Look through the records below, and copy out every line that holds the string "PartialEq".
★ ★ ★ ★ ★
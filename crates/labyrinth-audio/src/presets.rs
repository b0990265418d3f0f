//! Reverb property sets and named acoustic presets.

use serde::{Deserialize, Serialize};

/// Physical reverb model parameters.
#[derive(Debug, Clone, Copy, PartialEq, Default, Serialize, Deserialize)]
pub struct ReverbProperties {
    /// Reverberation decay time in ms.
    pub decay_time: f32,
    /// Initial reflection delay in ms.
    pub early_delay: f32,
    /// Late reverberation delay relative to the initial reflection, in ms.
    pub late_delay: f32,
    /// Reference high frequency in Hz.
    pub hf_reference: f32,
    /// High-frequency to mid-frequency decay time ratio, in percent.
    pub hf_decay_ratio: f32,
    /// Echo density in the late reverberation decay, in percent.
    pub diffusion: f32,
    /// Modal density in the late reverberation decay, in percent.
    pub density: f32,
    /// Reference low frequency in Hz.
    pub low_shelf_frequency: f32,
    /// Relative room effect level at low frequencies, in dB.
    pub low_shelf_gain: f32,
    /// Relative room effect level at high frequencies, in Hz.
    pub high_cut: f32,
    /// Early reflections level relative to room effect, in percent.
    pub early_late_mix: f32,
    /// Room effect level at mid frequencies, in dB.
    pub wet_level: f32,
}

/// Named acoustic environments.
#[derive(Debug, Clone, Copy, PartialEq, Eq, Hash, Default, Serialize, Deserialize)]
#[serde(rename_all = "snake_case")]
pub enum ReverbPreset {
    /// Narrow urban alley.
    Alley,
    /// Sports arena.
    Arena,
    /// Auditorium.
    Auditorium,
    /// Tiled bathroom.
    Bathroom,
    /// Carpeted hallway.
    CarpettedHallway,
    /// Cave.
    Cave,
    /// Open city street.
    City,
    /// Concert hall.
    ConcertHall,
    /// Forest.
    Forest,
    /// Generic room.
    Generic,
    /// Hallway.
    Hallway,
    /// Aircraft hangar.
    Hangar,
    /// Living room.
    LivingRoom,
    /// Mountain range.
    Mountains,
    /// Reverb disabled.
    Off,
    /// Padded cell.
    PaddedCell,
    /// Parking lot.
    ParkingLot,
    /// Open plain.
    Plain,
    /// Stone quarry.
    Quarry,
    /// Small room.
    Room,
    /// Sewer pipe.
    SewerPipe,
    /// Stone corridor.
    StoneCorridor,
    /// Stone room.
    StoneRoom,
    /// Underwater.
    Underwater,
    /// All-zero properties: no effect at all.
    #[default]
    None,
}

#[allow(clippy::too_many_arguments)]
const fn props(
    decay_time: f32,
    early_delay: f32,
    late_delay: f32,
    hf_reference: f32,
    hf_decay_ratio: f32,
    diffusion: f32,
    density: f32,
    low_shelf_frequency: f32,
    low_shelf_gain: f32,
    high_cut: f32,
    early_late_mix: f32,
    wet_level: f32,
) -> ReverbProperties {
    ReverbProperties {
        decay_time,
        early_delay,
        late_delay,
        hf_reference,
        hf_decay_ratio,
        diffusion,
        density,
        low_shelf_frequency,
        low_shelf_gain,
        high_cut,
        early_late_mix,
        wet_level,
    }
}

impl ReverbPreset {
    /// Every preset, in declaration order.
    pub const ALL: [Self; 25] = [
        Self::Alley,
        Self::Arena,
        Self::Auditorium,
        Self::Bathroom,
        Self::CarpettedHallway,
        Self::Cave,
        Self::City,
        Self::ConcertHall,
        Self::Forest,
        Self::Generic,
        Self::Hallway,
        Self::Hangar,
        Self::LivingRoom,
        Self::Mountains,
        Self::Off,
        Self::PaddedCell,
        Self::ParkingLot,
        Self::Plain,
        Self::Quarry,
        Self::Room,
        Self::SewerPipe,
        Self::StoneCorridor,
        Self::StoneRoom,
        Self::Underwater,
        Self::None,
    ];

    /// Engine reverb properties for this preset.
    #[must_use]
    pub const fn properties(self) -> ReverbProperties {
        match self {
            Self::Off => props(1000.0, 7.0, 11.0, 5000.0, 100.0, 100.0, 100.0, 250.0, 0.0, 20.0, 96.0, -80.0),
            Self::Generic => props(1500.0, 7.0, 11.0, 5000.0, 83.0, 100.0, 100.0, 250.0, 0.0, 14500.0, 96.0, -8.0),
            Self::PaddedCell => props(170.0, 1.0, 2.0, 5000.0, 10.0, 100.0, 100.0, 250.0, 0.0, 160.0, 84.0, -7.8),
            Self::Room => props(400.0, 2.0, 3.0, 5000.0, 83.0, 100.0, 100.0, 250.0, 0.0, 6050.0, 88.0, -9.4),
            Self::Bathroom => props(1500.0, 7.0, 11.0, 5000.0, 54.0, 100.0, 60.0, 250.0, 0.0, 2900.0, 83.0, 0.5),
            Self::LivingRoom => props(500.0, 3.0, 4.0, 5000.0, 10.0, 100.0, 100.0, 250.0, 0.0, 160.0, 58.0, -19.0),
            Self::StoneRoom => props(2300.0, 12.0, 17.0, 5000.0, 64.0, 100.0, 100.0, 250.0, 0.0, 7800.0, 71.0, -8.5),
            Self::Auditorium => props(4300.0, 20.0, 30.0, 5000.0, 59.0, 100.0, 100.0, 250.0, 0.0, 5850.0, 64.0, -11.7),
            Self::ConcertHall => props(3900.0, 20.0, 29.0, 5000.0, 70.0, 100.0, 100.0, 250.0, 0.0, 5650.0, 80.0, -9.8),
            Self::Cave => props(2900.0, 15.0, 22.0, 5000.0, 100.0, 100.0, 100.0, 250.0, 0.0, 20000.0, 59.0, -11.3),
            Self::Arena => props(7200.0, 20.0, 30.0, 5000.0, 33.0, 100.0, 100.0, 250.0, 0.0, 4500.0, 80.0, -9.6),
            Self::Hangar => props(10000.0, 20.0, 30.0, 5000.0, 23.0, 100.0, 100.0, 250.0, 0.0, 3400.0, 72.0, -7.4),
            Self::CarpettedHallway => props(300.0, 2.0, 30.0, 5000.0, 10.0, 100.0, 100.0, 250.0, 0.0, 500.0, 56.0, -24.0),
            Self::Hallway => props(1500.0, 7.0, 11.0, 5000.0, 59.0, 100.0, 100.0, 250.0, 0.0, 7800.0, 87.0, -5.5),
            Self::StoneCorridor => props(270.0, 13.0, 20.0, 5000.0, 79.0, 100.0, 100.0, 250.0, 0.0, 9000.0, 86.0, -6.0),
            Self::Alley => props(1500.0, 7.0, 11.0, 5000.0, 86.0, 100.0, 100.0, 250.0, 0.0, 8300.0, 80.0, -9.8),
            Self::Forest => props(1500.0, 162.0, 88.0, 5000.0, 54.0, 79.0, 100.0, 250.0, 0.0, 760.0, 94.0, -12.3),
            Self::City => props(1500.0, 7.0, 11.0, 5000.0, 67.0, 50.0, 100.0, 250.0, 0.0, 4050.0, 66.0, -26.0),
            Self::Mountains => props(1500.0, 300.0, 100.0, 5000.0, 21.0, 27.0, 100.0, 250.0, 0.0, 1220.0, 82.0, -24.0),
            Self::Quarry => props(1500.0, 61.0, 25.0, 5000.0, 83.0, 100.0, 100.0, 250.0, 0.0, 3400.0, 100.0, -5.0),
            Self::Plain => props(1500.0, 179.0, 100.0, 5000.0, 50.0, 21.0, 100.0, 250.0, 0.0, 1670.0, 65.0, -28.0),
            Self::ParkingLot => props(1700.0, 8.0, 12.0, 5000.0, 100.0, 100.0, 100.0, 250.0, 0.0, 20000.0, 56.0, -19.5),
            Self::SewerPipe => props(2800.0, 14.0, 21.0, 5000.0, 14.0, 80.0, 60.0, 250.0, 0.0, 3400.0, 66.0, 1.2),
            Self::Underwater => props(1500.0, 7.0, 11.0, 5000.0, 10.0, 100.0, 100.0, 250.0, 0.0, 500.0, 92.0, 7.0),
            Self::None => props(0.0, 0.0, 0.0, 0.0, 0.0, 0.0, 0.0, 0.0, 0.0, 0.0, 0.0, 0.0),
        }
    }
}

impl From<ReverbPreset> for ReverbProperties {
    fn from(preset: ReverbPreset) -> Self {
        preset.properties()
    }
}
//! Clip metadata resolution for the software engine.
//!
//! Clips can be registered in memory (tests, scripted scenes) or loaded from
//! disk. With the `rodio_decode` feature the file is decoded to learn its
//! length and sample rate; without it the file only has to exist and its
//! length is unknown, so non-looping channels never finish on their own.

use std::collections::HashMap;
use std::path::{Path, PathBuf};

use labyrinth_common::{EngineCode, EngineResult};
use tracing::debug;

/// Sample rate assumed when a clip does not report one.
pub const DEFAULT_FREQUENCY: f32 = 44_100.0;

/// What the engine knows about a sound asset.
#[derive(Debug, Clone, Copy, PartialEq)]
pub struct ClipInfo {
    /// Length in milliseconds, if known.
    pub length_ms: Option<u32>,
    /// Native sample rate in Hz.
    pub frequency: f32,
}

impl ClipInfo {
    /// A clip of known length at the default sample rate.
    #[must_use]
    pub const fn with_length(length_ms: u32) -> Self {
        Self {
            length_ms: Some(length_ms),
            frequency: DEFAULT_FREQUENCY,
        }
    }

    /// A clip whose length is unknown.
    #[must_use]
    pub const fn unbounded() -> Self {
        Self {
            length_ms: None,
            frequency: DEFAULT_FREQUENCY,
        }
    }

    /// A decoded clip. A zero sample rate falls back to [`DEFAULT_FREQUENCY`].
    #[must_use]
    pub fn decoded(length_ms: u32, sample_rate: u32) -> Self {
        Self {
            length_ms: Some(length_ms),
            frequency: native_rate(sample_rate as f32),
        }
    }
}

fn native_rate(frequency: f32) -> f32 {
    if frequency.is_finite() && frequency > 0.0 {
        frequency
    } else {
        DEFAULT_FREQUENCY
    }
}

/// Registered clips keyed by resolved path.
#[derive(Debug, Default)]
pub(crate) struct ClipLibrary {
    registered: HashMap<PathBuf, ClipInfo>,
}

impl ClipLibrary {
    pub(crate) fn register(&mut self, path: PathBuf, mut info: ClipInfo) {
        debug!("Registered in-memory clip {}", path.display());
        info.frequency = native_rate(info.frequency);
        self.registered.insert(path, info);
    }

    pub(crate) fn resolve(&self, path: &Path) -> EngineResult<ClipInfo> {
        if let Some(info) = self.registered.get(path) {
            return Ok(*info);
        }
        load_from_disk(path)
    }
}

#[cfg(feature = "rodio_decode")]
fn load_from_disk(path: &Path) -> EngineResult<ClipInfo> {
    use std::io::BufReader;

    use rodio::Source;

    let file = std::fs::File::open(path).map_err(|e| match e.kind() {
        std::io::ErrorKind::NotFound => EngineCode::FileNotFound,
        _ => EngineCode::Format,
    })?;
    let decoder = rodio::Decoder::new(BufReader::new(file)).map_err(|_| EngineCode::Format)?;

    let sample_rate = decoder.sample_rate();
    let channels = u64::from(decoder.channels().max(1));
    let length_ms = match decoder.total_duration() {
        Some(duration) => u32::try_from(duration.as_millis()).unwrap_or(u32::MAX),
        None => {
            let frames = decoder.count() as u64 / channels;
            u32::try_from(frames * 1000 / u64::from(sample_rate.max(1))).unwrap_or(u32::MAX)
        },
    };

    debug!("Decoded {} ({length_ms} ms @ {sample_rate} Hz)", path.display());
    Ok(ClipInfo::decoded(length_ms, sample_rate))
}

#[cfg(not(feature = "rodio_decode"))]
fn load_from_disk(path: &Path) -> EngineResult<ClipInfo> {
    if path.is_file() {
        debug!("Opened {} without decoding (length unknown)", path.display());
        Ok(ClipInfo::unbounded())
    } else {
        Err(EngineCode::FileNotFound)
    }
}

#[cfg(test)]
mod tests {
    use super::*;

    #[test]
    fn test_registered_clip_wins() {
        let mut library = ClipLibrary::default();
        library.register(PathBuf::from("audio/step.wav"), ClipInfo::with_length(250));
        let info = library.resolve(Path::new("audio/step.wav")).expect("registered");
        assert_eq!(info.length_ms, Some(250));
    }

    #[test]
    fn test_zero_sample_rate_uses_default() {
        assert_eq!(ClipInfo::decoded(500, 0).frequency, DEFAULT_FREQUENCY);
        assert_eq!(ClipInfo::decoded(500, 22_050).frequency, 22_050.0);

        let mut library = ClipLibrary::default();
        let info = ClipInfo {
            length_ms: Some(100),
            frequency: 0.0,
        };
        library.register(PathBuf::from("audio/click.wav"), info);
        let resolved = library.resolve(Path::new("audio/click.wav")).expect("registered");
        assert_eq!(resolved.frequency, DEFAULT_FREQUENCY);
    }

    #[test]
    fn test_missing_file() {
        let library = ClipLibrary::default();
        assert_eq!(
            library.resolve(Path::new("does/not/exist.wav")),
            Err(EngineCode::FileNotFound)
        );
    }

    #[cfg(not(feature = "rodio_decode"))]
    #[test]
    fn test_existing_file_without_decoder() {
        let dir = tempfile::tempdir().expect("tempdir");
        let path = dir.path().join("hum.wav");
        std::fs::write(&path, b"RIFF").expect("write");
        let library = ClipLibrary::default();
        assert_eq!(library.resolve(&path), Ok(ClipInfo::unbounded()));
    }
}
★ ★ ★ ★ ★
RESPONSE TO THE EXERCISE:
#[derive(Debug, Clone, Copy, PartialEq, Default, Serialize, Deserialize)]
#[derive(Debug, Clone, Copy, PartialEq, Eq, Hash, Default, Serialize, Deserialize)]
#[derive(Debug, Clone, Copy, PartialEq)]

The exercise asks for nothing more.